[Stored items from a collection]

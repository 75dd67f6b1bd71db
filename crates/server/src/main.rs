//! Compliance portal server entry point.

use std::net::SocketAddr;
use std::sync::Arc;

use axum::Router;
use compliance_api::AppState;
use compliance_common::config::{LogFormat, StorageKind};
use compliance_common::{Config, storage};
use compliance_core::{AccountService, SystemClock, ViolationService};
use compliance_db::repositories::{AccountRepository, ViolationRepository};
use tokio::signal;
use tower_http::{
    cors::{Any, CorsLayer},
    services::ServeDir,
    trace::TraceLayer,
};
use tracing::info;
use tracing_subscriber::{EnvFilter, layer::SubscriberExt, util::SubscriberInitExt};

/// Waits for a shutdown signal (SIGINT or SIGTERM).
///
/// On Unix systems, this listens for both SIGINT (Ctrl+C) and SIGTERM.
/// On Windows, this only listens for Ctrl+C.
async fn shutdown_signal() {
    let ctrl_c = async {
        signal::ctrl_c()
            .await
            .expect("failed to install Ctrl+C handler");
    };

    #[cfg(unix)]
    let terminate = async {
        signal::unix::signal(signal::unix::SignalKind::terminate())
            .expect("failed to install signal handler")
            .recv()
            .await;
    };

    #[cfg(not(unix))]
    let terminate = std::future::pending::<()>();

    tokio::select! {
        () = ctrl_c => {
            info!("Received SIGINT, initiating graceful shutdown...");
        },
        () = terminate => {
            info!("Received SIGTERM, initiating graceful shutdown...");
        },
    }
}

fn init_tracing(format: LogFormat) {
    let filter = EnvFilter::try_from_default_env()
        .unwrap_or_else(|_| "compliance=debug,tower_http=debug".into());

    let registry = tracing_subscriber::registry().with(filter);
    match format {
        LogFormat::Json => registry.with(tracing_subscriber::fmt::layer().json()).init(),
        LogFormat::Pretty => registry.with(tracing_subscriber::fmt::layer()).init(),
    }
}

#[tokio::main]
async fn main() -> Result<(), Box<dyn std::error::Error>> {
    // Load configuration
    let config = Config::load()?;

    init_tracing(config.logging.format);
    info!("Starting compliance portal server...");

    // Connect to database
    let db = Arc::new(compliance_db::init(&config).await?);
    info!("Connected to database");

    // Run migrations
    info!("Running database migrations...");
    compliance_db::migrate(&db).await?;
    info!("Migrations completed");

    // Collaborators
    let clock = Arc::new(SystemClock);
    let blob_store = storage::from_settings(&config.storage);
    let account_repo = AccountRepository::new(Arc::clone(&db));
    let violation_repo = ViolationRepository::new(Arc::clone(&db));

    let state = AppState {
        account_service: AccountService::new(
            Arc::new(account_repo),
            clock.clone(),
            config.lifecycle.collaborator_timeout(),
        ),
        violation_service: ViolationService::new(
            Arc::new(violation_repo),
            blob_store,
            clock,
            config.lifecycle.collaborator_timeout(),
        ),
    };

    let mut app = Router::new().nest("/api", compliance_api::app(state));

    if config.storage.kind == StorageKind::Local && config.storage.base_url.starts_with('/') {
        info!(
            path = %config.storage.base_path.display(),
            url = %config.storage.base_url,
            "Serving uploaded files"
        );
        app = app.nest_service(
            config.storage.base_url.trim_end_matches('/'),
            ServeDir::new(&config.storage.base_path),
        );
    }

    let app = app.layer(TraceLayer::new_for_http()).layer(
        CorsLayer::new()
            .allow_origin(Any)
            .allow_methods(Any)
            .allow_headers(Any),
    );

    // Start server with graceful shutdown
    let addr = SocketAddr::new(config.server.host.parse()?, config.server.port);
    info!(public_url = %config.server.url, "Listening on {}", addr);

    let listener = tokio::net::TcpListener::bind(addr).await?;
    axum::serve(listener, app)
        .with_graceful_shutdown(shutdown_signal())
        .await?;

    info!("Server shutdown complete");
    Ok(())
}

WHAT THE EXERCISE ASKS: Looking at the records above, how many lines include "await"? Please give the number and nothing more.

TASK SOLUTION: 6